--- Recorded data ---

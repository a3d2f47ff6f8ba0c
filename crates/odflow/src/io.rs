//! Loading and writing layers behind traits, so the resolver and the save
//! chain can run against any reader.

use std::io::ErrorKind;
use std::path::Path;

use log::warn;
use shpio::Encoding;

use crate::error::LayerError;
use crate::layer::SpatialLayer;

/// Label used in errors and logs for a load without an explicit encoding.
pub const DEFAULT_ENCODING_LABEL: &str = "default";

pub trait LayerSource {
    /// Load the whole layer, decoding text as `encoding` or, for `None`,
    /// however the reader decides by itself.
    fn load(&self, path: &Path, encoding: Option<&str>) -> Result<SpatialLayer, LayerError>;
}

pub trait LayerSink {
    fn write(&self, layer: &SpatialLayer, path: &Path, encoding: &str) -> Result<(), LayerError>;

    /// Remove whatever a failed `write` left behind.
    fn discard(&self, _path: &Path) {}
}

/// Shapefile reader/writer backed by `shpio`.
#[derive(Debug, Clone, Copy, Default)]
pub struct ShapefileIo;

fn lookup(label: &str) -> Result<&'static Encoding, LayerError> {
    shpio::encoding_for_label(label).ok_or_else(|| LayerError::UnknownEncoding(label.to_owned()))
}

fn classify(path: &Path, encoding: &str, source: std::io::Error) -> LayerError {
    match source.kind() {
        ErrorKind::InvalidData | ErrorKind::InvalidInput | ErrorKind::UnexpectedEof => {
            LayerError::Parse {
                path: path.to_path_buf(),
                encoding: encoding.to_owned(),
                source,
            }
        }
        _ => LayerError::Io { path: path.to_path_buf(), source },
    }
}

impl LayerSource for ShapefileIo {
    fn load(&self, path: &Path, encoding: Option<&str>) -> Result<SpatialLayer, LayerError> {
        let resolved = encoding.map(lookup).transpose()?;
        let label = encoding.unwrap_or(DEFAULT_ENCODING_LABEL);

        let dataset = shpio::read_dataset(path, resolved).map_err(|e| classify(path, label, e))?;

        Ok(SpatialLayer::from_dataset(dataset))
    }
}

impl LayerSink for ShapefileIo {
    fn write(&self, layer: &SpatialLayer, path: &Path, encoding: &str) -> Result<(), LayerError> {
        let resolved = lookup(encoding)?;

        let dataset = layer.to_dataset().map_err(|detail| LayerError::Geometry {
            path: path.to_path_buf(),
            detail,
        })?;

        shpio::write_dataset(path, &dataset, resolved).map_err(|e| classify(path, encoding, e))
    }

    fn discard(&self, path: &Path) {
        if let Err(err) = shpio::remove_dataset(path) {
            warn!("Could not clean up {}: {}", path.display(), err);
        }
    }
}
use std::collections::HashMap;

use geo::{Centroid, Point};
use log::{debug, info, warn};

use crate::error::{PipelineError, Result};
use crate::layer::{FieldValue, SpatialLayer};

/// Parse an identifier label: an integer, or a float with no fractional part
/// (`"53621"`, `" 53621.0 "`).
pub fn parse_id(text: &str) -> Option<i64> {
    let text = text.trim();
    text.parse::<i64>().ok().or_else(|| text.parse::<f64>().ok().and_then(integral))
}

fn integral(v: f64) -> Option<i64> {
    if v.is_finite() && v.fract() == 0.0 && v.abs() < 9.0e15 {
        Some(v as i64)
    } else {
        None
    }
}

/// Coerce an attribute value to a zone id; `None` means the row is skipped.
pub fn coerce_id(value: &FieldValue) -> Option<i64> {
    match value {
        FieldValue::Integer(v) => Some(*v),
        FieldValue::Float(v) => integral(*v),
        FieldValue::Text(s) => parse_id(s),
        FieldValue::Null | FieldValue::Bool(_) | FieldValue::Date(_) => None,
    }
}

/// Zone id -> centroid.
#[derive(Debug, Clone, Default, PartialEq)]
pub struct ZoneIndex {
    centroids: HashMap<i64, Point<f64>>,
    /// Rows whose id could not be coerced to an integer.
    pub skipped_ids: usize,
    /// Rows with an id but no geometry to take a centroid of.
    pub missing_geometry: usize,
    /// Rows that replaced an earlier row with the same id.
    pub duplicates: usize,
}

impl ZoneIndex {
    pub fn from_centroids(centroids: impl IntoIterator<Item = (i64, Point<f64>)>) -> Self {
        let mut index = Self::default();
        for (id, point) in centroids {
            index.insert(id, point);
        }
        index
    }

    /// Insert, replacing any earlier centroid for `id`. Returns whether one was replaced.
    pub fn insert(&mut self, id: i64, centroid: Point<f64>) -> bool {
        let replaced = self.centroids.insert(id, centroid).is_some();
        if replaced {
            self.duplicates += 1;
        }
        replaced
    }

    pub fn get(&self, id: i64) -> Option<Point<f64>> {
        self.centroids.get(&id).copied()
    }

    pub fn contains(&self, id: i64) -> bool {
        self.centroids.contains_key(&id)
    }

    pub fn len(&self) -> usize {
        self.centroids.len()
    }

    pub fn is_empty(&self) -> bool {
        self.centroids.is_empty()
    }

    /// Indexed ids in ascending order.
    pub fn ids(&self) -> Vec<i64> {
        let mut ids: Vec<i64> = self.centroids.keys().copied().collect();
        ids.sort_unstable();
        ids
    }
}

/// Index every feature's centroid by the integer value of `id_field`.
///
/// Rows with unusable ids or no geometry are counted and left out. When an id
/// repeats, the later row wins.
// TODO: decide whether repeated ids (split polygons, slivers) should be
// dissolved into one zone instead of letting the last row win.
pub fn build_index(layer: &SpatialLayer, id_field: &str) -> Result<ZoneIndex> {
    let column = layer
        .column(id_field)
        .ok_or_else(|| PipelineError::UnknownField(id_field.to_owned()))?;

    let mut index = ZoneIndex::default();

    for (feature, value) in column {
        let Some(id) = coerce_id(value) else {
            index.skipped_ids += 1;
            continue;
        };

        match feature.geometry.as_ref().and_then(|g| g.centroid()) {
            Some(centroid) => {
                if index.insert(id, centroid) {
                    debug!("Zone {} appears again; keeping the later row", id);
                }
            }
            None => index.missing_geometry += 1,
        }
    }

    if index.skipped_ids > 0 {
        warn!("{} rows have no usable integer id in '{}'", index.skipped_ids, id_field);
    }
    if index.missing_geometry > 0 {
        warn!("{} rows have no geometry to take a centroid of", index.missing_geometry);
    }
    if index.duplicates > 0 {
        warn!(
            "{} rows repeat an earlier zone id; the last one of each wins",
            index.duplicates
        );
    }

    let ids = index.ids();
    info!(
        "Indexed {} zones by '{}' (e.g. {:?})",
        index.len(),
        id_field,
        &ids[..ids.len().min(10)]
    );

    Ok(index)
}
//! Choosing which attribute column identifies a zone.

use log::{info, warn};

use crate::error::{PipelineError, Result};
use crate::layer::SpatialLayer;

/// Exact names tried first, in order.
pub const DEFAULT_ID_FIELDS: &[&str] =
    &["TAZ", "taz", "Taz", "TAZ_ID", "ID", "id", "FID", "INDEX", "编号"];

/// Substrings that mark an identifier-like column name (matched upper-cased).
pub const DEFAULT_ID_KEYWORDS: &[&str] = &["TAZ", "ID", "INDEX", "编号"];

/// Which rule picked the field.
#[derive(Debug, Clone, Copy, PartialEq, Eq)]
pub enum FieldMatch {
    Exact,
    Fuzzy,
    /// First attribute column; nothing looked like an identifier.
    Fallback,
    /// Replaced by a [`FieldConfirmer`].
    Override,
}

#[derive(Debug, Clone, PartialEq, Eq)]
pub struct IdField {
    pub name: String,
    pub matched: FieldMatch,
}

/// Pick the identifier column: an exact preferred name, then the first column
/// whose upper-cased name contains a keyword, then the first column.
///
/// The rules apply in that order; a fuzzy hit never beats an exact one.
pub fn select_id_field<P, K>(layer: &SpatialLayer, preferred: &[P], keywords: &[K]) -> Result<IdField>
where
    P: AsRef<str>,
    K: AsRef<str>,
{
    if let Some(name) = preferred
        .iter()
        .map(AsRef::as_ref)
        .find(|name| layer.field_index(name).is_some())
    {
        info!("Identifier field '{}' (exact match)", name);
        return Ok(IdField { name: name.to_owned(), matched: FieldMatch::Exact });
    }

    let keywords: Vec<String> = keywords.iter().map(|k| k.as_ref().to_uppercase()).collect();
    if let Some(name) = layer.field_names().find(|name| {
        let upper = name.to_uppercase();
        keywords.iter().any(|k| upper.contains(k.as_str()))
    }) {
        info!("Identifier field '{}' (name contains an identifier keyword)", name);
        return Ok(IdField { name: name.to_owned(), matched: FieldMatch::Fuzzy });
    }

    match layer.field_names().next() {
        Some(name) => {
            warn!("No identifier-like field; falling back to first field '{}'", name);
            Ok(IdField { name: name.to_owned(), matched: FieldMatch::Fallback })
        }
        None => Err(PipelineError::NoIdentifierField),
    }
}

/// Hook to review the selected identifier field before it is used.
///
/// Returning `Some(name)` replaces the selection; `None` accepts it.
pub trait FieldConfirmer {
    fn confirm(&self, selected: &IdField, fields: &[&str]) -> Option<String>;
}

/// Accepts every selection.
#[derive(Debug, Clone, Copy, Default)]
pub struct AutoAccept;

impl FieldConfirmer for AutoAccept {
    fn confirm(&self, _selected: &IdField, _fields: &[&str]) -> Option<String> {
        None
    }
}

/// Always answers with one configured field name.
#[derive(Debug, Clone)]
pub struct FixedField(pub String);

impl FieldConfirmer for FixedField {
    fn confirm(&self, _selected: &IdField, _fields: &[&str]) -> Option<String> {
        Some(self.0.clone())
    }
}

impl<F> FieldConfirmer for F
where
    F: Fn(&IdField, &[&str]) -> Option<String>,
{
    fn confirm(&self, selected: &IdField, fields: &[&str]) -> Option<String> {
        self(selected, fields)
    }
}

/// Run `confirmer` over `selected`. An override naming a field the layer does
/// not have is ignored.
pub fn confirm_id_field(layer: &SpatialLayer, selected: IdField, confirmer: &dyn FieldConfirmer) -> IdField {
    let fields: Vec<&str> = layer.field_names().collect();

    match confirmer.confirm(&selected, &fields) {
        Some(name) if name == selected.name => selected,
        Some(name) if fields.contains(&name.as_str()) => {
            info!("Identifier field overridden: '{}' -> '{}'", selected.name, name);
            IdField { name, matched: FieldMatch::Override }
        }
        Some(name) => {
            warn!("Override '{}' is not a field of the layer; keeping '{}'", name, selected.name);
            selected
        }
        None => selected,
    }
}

---

**Requirement**
Wherever the string "order" appears in the entries above, list that line.

**Answer box**
    /// Indexed ids in ascending order.
/// Exact names tried first, in order.
/// The rules apply in that order; a fuzzy hit never beats an exact one.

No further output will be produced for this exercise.